Friday, July 18, 2014

How does the mikveh measure up?

Diagram of bor al gabai bor configuration (Lescher 2001:55)
As we conclude a successful excavation at the Pecunies house site, we find ourselves facing many new questions. How did people access the mikveh for ritual immersion? How much water did it contain? How did they fill and drain it? How was the naturally flowing water required to make the mikveh valid collected and how was it added to the rest of the water in the immersion pool? It’s important for us to try and answer these logistical questions in order to understand how the Jewish inhabitants of Puddle Dock constructed the mikveh inside an existing house and what the experience of using it was like.



  
Hashakah configuration with the opening
 between pools circled in red (Horowitz 2005:70)
 Just in case you don’t recall from previous blog  posts, there are certain requirements that must be  met before the mikveh is considered valid. A few  millennia of debate on the subject have resulted in  several interpretations of the specific requirements,  but a few are generally agreed upon.  The  water in   the immersion pool has to be “kissed” with  naturally flowing water before it’s ready to be used  in purification rituals. Particularly in urban settings,  rainwater is used to accomplish this and it is  collected in a reservoir called a bor. There are  three standard configurations for the location of the  bor.

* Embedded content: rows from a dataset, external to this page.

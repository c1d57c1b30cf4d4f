//! Job repository: row-level operations for the `jobs` table.
//!
//! Status changes are compare-and-set updates: the `WHERE` clause names the
//! statuses the row may currently hold, so two writers can never both
//! advance the same job and a transition can never move a row backwards.

use rusqlite::{params, Row, ToSql};

use super::{Database, DatabaseError};

/// A raw job row from the database.
#[derive(Debug, Clone)]
pub struct JobRow {
    pub id: i64,
    pub uid: String,
    pub filename: String,
    pub status: String,
    pub upload_time: String,
    pub finish_time: Option<String>,
    pub result_ref: Option<String>,
    pub error: Option<String>,
    pub user_id: Option<i64>,
}

impl JobRow {
    fn from_row(row: &Row<'_>) -> Result<Self, rusqlite::Error> {
        Ok(Self {
            id: row.get("id")?,
            uid: row.get("uid")?,
            filename: row.get("filename")?,
            status: row.get("status")?,
            upload_time: row.get("upload_time")?,
            finish_time: row.get("finish_time")?,
            result_ref: row.get("result_ref")?,
            error: row.get("error")?,
            user_id: row.get("user_id")?,
        })
    }
}

/// Fields supplied when a job row is first created.
#[derive(Debug, Clone)]
pub struct NewJobRow {
    pub uid: String,
    pub filename: String,
    pub status: String,
    pub upload_time: String,
    pub user_id: Option<i64>,
}

/// Terminal fields written together with the final status.
#[derive(Debug, Clone, Default)]
pub struct FinishFields<'a> {
    pub finish_time: &'a str,
    pub result_ref: Option<&'a str>,
    pub error: Option<&'a str>,
}

/// Inserts a new job row and returns its row id.
pub fn insert(db: &Database, job: &NewJobRow) -> Result<i64, DatabaseError> {
    db.with_conn(|conn| {
        conn.execute(
            "INSERT INTO jobs (uid, filename, status, upload_time, user_id)
             VALUES (?1, ?2, ?3, ?4, ?5)",
            params![job.uid, job.filename, job.status, job.upload_time, job.user_id],
        )?;
        Ok(conn.last_insert_rowid())
    })
}

/// Finds a job by its uid.
pub fn find_by_uid(db: &Database, uid: &str) -> Result<Option<JobRow>, DatabaseError> {
    db.with_conn(|conn| {
        let mut stmt = conn.prepare("SELECT * FROM jobs WHERE uid = ?1")?;
        let mut rows = stmt.query_map(params![uid], JobRow::from_row)?;
        match rows.next() {
            Some(Ok(row)) => Ok(Some(row)),
            Some(Err(e)) => Err(e.into()),
            None => Ok(None),
        }
    })
}

/// Lists jobs whose status is one of `statuses`, oldest upload first.
pub fn list_by_status(db: &Database, statuses: &[&str]) -> Result<Vec<JobRow>, DatabaseError> {
    if statuses.is_empty() {
        return Ok(Vec::new());
    }
    db.with_conn(|conn| {
        let sql = format!(
            "SELECT * FROM jobs WHERE status IN ({}) ORDER BY upload_time ASC, id ASC",
            placeholders(1, statuses.len())
        );
        let params_ref: Vec<&dyn ToSql> = statuses.iter().map(|s| s as &dyn ToSql).collect();
        let mut stmt = conn.prepare(&sql)?;
        let rows = stmt
            .query_map(params_ref.as_slice(), JobRow::from_row)?
            .collect::<Result<Vec<_>, _>>()?;
        Ok(rows)
    })
}

/// Returns the most recently uploaded job of `user_id` named `filename`.
pub fn latest_for_user_and_filename(
    db: &Database,
    user_id: i64,
    filename: &str,
) -> Result<Option<JobRow>, DatabaseError> {
    db.with_conn(|conn| {
        let mut stmt = conn.prepare(
            "SELECT * FROM jobs WHERE user_id = ?1 AND filename = ?2
             ORDER BY upload_time DESC, id DESC LIMIT 1",
        )?;
        let mut rows = stmt.query_map(params![user_id, filename], JobRow::from_row)?;
        match rows.next() {
            Some(Ok(row)) => Ok(Some(row)),
            Some(Err(e)) => Err(e.into()),
            None => Ok(None),
        }
    })
}

/// Lists all jobs of `user_id`, newest first.
pub fn list_for_user(db: &Database, user_id: i64) -> Result<Vec<JobRow>, DatabaseError> {
    db.with_conn(|conn| {
        let mut stmt = conn.prepare(
            "SELECT * FROM jobs WHERE user_id = ?1 ORDER BY upload_time DESC, id DESC",
        )?;
        let rows = stmt
            .query_map(params![user_id], JobRow::from_row)?
            .collect::<Result<Vec<_>, _>>()?;
        Ok(rows)
    })
}

/// Moves `uid` to status `to` if its current status is one of `from`.
/// Returns the number of rows changed (0 or 1).
pub fn compare_and_set_status(
    db: &Database,
    uid: &str,
    from: &[&str],
    to: &str,
) -> Result<usize, DatabaseError> {
    db.with_conn(|conn| {
        let sql = format!(
            "UPDATE jobs SET status = ?1 WHERE uid = ?2 AND status IN ({})",
            placeholders(3, from.len())
        );
        let mut params_ref: Vec<&dyn ToSql> = vec![&to, &uid];
        params_ref.extend(from.iter().map(|s| s as &dyn ToSql));
        Ok(conn.execute(&sql, params_ref.as_slice())?)
    })
}

/// Moves `uid` to terminal status `to` if its current status is one of
/// `from`, writing the finish time, result reference and error in the same
/// statement. Returns the number of rows changed (0 or 1).
pub fn finish(
    db: &Database,
    uid: &str,
    from: &[&str],
    to: &str,
    fields: &FinishFields<'_>,
) -> Result<usize, DatabaseError> {
    db.with_conn(|conn| {
        let sql = format!(
            "UPDATE jobs SET status = ?1, finish_time = ?2, result_ref = ?3, error = ?4
             WHERE uid = ?5 AND finish_time IS NULL AND status IN ({})",
            placeholders(6, from.len())
        );
        let mut params_ref: Vec<&dyn ToSql> = vec![
            &to,
            &fields.finish_time,
            &fields.result_ref,
            &fields.error,
            &uid,
        ];
        params_ref.extend(from.iter().map(|s| s as &dyn ToSql));
        Ok(conn.execute(&sql, params_ref.as_slice())?)
    })
}

/// Counts jobs with the given status.
pub fn count_by_status(db: &Database, status: &str) -> Result<u64, DatabaseError> {
    db.with_conn(|conn| {
        let count: u64 = conn.query_row(
            "SELECT COUNT(*) FROM jobs WHERE status = ?1",
            params![status],
            |r| r.get(0),
        )?;
        Ok(count)
    })
}

/// `?start, ?start+1, …` for `count` positional parameters.
fn placeholders(start: usize, count: usize) -> String {
    (start..start + count)
        .map(|i| format!("?{}", i))
        .collect::<Vec<_>>()
        .join(", ")
}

 The first is called bor al gabai bor or “pit above pit,” wherein the floor of the immersion pool is also the ceiling of the bor and openings in this divider allow for the intermingling of the waters. The second is hashakah or “kissing,” in which the bor is built directly beside the immersion pool and an opening beneath the water line connects the two chambers. The last is zriah or “sowing,” where the opening between the pool and the bor is above the water line and the water used to fill the immersion pool runs through the bor and down into the pool.

Zriah configuration
 (Horowitz 2005:70)
There are also requirements for the volume of water and the ratio of natural flowing water to drawn water. The immersion pool must contain at least 40 se’ahs  of water. A se’ah is a biblical measurement equivalent to 1.93 gallons, so 40 se’ahs equals 77.2 gallons. Additionally, if the immersion pool contains between 66.4 and 264.2 gallons, it can’t have more than 3 log of drawn water (equivalent of .52 gallons), so the remainder must be natural flowing water. If the immersion pool holds more than 264.2 gallons, it can never be invalid no matter how much drawn water is added, as long as it is kissed by natural flowing water.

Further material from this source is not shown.